- PROBLEM
Give the number of lines below that hold "SteamDvrError", and only that.

(Saved entries)
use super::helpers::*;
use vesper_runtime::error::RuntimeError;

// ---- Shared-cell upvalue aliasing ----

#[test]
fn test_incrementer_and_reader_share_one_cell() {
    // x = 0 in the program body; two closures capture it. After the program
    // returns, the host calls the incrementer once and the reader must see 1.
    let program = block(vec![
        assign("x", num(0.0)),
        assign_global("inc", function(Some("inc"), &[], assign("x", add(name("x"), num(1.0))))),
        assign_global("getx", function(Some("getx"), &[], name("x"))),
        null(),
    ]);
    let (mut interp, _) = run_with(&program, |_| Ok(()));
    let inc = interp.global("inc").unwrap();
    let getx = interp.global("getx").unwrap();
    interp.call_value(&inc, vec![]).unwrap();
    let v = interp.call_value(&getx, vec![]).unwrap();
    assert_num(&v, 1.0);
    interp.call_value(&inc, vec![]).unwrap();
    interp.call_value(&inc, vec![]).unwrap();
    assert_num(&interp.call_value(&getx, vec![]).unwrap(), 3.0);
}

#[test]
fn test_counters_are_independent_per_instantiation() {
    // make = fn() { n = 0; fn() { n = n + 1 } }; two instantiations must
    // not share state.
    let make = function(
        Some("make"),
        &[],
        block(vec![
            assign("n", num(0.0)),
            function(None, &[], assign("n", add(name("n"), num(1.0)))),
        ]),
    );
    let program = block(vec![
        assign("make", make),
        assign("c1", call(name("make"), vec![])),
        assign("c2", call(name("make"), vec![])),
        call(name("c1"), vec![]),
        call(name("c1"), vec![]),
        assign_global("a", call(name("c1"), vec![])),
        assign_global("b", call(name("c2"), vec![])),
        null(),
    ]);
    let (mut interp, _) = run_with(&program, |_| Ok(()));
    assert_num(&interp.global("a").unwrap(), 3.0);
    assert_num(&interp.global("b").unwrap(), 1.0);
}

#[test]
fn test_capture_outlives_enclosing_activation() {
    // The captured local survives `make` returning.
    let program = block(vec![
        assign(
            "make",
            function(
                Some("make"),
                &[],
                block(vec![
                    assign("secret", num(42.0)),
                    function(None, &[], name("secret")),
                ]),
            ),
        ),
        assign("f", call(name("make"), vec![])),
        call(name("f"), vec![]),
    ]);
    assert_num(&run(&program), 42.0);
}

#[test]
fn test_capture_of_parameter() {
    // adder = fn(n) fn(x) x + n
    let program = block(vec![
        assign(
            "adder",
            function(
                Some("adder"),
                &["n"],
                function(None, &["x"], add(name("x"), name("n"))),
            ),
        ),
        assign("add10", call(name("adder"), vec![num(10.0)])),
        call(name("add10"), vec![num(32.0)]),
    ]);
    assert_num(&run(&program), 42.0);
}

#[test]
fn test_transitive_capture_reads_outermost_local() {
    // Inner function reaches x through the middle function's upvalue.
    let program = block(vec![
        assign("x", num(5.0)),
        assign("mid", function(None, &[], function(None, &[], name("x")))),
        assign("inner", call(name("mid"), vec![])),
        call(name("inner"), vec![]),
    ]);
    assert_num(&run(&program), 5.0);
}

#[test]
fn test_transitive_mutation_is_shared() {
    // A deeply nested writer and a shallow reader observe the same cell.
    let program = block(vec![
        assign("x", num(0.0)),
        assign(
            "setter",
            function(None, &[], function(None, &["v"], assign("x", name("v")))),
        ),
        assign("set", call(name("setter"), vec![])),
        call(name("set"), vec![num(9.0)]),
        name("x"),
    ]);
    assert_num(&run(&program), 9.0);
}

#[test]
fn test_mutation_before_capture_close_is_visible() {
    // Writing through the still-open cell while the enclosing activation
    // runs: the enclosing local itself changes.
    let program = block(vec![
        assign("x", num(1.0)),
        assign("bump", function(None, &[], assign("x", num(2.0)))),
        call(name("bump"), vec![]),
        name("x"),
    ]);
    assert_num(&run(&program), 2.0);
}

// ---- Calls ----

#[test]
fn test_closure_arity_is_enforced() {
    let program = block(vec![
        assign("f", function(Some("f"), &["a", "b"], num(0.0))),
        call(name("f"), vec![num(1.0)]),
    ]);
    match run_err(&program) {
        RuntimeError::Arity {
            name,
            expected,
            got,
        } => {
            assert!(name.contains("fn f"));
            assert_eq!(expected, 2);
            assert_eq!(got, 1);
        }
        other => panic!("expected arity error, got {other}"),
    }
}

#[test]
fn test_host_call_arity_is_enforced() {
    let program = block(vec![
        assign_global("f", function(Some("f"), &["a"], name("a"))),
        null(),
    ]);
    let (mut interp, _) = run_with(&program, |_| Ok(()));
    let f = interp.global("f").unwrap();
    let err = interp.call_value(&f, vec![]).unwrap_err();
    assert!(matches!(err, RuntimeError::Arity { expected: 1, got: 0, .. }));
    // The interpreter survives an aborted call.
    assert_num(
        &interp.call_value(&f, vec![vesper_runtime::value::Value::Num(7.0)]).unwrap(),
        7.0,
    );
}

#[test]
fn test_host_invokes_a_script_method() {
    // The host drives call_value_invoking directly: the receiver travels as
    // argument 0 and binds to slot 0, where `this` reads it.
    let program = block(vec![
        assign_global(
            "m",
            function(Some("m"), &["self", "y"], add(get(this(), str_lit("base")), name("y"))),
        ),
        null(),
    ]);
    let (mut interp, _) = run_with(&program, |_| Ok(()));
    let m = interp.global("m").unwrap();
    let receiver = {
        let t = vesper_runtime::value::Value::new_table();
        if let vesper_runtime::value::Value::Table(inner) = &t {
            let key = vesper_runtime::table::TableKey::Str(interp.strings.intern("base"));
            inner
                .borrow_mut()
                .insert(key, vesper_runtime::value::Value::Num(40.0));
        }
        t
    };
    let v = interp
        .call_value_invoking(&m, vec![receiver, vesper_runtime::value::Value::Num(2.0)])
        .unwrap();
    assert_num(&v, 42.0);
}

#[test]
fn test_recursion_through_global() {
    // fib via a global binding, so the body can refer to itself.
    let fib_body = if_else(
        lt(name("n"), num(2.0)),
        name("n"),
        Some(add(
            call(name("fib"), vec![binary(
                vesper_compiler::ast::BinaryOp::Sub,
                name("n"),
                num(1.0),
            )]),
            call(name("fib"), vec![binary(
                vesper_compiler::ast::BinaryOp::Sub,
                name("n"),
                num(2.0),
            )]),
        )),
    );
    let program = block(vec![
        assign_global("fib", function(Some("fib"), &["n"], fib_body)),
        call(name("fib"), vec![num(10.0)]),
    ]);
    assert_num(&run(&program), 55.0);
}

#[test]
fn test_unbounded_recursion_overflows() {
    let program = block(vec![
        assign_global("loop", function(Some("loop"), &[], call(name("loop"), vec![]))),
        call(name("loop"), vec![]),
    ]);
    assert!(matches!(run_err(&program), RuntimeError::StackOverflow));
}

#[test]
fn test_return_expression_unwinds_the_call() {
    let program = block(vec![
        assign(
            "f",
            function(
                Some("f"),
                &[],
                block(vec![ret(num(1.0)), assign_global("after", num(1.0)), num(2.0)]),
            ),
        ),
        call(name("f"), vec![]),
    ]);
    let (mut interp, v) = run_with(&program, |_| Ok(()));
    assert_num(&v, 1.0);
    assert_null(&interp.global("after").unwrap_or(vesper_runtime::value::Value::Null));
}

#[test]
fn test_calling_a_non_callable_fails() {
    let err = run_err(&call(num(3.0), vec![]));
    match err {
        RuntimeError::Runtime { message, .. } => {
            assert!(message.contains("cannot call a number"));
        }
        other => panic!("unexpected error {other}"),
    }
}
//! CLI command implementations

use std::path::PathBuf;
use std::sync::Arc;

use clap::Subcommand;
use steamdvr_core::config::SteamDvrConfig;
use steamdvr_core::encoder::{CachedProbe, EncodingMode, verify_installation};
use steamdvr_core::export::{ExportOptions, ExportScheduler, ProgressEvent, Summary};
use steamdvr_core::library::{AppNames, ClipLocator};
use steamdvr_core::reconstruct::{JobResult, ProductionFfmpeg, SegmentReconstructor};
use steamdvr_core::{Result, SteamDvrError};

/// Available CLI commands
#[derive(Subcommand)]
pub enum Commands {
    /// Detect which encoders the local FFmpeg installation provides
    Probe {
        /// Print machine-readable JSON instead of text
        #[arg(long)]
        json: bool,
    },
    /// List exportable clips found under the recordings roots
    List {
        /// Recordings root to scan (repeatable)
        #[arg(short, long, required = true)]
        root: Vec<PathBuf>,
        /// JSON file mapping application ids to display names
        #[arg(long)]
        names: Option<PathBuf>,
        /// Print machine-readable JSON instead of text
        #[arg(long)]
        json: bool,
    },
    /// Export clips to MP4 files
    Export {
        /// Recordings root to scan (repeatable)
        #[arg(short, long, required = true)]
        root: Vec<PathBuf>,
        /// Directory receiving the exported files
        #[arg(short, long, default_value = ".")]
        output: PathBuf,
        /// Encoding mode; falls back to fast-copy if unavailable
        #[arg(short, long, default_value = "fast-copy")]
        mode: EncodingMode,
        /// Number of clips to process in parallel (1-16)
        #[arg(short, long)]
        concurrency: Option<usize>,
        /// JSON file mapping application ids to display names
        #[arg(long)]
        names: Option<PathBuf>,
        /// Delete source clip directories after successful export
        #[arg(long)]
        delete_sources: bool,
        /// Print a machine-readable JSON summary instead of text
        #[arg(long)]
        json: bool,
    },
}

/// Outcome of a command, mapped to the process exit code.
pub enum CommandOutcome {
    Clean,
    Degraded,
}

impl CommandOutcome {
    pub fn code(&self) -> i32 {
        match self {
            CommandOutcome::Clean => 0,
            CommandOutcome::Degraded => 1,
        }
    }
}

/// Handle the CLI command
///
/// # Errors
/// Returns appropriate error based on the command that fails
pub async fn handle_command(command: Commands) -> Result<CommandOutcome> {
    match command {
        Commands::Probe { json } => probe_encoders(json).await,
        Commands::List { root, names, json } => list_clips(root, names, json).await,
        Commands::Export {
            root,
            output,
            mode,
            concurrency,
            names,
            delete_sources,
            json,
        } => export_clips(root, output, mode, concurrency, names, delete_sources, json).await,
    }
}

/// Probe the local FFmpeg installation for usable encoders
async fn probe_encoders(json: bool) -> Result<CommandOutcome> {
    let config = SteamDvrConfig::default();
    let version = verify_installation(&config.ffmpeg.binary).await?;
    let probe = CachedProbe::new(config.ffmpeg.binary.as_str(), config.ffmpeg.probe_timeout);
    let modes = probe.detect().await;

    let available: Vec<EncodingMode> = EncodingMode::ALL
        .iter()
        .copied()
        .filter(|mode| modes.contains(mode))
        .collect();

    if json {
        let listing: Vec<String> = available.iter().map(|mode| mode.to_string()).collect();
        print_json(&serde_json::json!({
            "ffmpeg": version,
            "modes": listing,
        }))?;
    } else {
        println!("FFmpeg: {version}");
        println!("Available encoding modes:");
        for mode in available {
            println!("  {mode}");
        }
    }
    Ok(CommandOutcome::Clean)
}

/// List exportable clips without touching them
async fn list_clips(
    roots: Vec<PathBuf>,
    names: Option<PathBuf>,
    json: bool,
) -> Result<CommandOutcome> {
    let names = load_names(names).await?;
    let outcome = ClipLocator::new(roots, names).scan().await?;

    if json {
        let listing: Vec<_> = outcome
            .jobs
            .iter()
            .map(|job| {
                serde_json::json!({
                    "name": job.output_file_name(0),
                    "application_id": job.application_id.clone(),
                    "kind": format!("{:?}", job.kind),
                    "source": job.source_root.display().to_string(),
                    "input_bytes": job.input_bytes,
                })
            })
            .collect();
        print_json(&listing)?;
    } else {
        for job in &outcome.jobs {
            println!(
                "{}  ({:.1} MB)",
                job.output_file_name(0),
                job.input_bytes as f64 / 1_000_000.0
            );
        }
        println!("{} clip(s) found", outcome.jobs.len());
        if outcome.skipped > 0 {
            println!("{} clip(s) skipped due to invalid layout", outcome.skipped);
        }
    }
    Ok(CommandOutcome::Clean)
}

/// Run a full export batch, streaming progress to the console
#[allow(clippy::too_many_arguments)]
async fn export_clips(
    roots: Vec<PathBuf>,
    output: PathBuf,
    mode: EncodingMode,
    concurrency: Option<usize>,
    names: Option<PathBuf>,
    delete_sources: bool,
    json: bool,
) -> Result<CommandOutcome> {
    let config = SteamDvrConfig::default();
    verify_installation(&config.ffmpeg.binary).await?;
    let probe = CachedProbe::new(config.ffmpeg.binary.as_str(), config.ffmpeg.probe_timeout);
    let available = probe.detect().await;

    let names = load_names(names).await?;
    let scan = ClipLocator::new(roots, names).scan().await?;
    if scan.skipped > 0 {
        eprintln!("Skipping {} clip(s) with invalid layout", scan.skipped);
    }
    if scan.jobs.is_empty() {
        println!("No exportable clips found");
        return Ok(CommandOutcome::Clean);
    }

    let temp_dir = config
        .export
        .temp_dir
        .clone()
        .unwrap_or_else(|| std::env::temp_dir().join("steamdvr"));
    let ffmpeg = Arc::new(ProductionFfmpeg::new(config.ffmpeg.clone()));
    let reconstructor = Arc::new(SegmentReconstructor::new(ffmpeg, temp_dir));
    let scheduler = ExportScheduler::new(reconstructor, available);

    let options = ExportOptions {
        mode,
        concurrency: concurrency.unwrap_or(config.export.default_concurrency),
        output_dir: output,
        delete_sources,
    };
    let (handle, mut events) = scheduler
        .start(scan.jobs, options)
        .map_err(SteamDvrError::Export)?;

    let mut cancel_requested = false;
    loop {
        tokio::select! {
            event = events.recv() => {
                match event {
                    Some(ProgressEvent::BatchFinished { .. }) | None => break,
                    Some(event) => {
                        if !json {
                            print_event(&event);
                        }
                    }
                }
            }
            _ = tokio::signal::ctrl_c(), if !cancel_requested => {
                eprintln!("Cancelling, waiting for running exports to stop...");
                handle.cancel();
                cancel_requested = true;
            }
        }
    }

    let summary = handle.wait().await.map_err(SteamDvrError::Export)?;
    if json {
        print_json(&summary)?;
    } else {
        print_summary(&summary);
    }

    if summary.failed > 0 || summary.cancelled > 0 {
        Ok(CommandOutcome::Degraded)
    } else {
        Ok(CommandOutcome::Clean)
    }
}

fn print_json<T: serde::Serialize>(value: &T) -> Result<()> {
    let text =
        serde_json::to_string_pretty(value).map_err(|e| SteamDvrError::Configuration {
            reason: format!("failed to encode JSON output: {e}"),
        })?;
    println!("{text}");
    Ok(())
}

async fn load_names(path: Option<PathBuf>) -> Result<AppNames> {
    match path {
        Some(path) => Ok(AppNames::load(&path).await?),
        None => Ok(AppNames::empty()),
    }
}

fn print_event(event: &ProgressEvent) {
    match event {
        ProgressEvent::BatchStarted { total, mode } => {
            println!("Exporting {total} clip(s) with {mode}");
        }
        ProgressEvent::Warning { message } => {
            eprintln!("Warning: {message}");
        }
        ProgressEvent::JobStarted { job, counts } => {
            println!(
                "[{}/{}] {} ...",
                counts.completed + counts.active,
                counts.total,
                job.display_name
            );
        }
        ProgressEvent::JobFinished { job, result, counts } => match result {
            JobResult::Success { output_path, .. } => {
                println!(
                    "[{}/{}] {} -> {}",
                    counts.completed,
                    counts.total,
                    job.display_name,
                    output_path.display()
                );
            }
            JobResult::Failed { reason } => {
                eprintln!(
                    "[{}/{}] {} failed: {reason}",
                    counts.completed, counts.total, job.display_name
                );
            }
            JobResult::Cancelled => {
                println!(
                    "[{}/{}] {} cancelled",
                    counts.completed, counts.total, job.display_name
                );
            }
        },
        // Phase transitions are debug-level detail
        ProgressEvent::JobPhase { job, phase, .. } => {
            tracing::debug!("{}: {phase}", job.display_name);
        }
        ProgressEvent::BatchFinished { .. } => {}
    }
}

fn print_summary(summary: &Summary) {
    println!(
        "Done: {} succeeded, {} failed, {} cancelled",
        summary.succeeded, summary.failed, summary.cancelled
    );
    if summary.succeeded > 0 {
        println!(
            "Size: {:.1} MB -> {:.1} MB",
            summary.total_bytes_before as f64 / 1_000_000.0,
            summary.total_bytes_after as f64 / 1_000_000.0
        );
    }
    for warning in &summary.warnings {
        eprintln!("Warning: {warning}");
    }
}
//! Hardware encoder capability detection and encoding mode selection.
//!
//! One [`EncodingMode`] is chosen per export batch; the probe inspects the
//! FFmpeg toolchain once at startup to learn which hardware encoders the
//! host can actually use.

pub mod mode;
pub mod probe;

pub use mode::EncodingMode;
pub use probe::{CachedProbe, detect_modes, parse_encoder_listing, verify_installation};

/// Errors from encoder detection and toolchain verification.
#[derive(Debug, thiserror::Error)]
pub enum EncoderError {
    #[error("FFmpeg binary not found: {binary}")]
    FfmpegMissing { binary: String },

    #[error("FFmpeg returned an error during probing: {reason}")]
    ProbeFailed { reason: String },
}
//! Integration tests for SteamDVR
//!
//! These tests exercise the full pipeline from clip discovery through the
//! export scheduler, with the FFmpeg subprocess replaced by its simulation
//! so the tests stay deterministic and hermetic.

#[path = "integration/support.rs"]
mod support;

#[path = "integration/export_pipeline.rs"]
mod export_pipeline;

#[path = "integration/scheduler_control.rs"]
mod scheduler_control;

- YOUR RESPONSE
4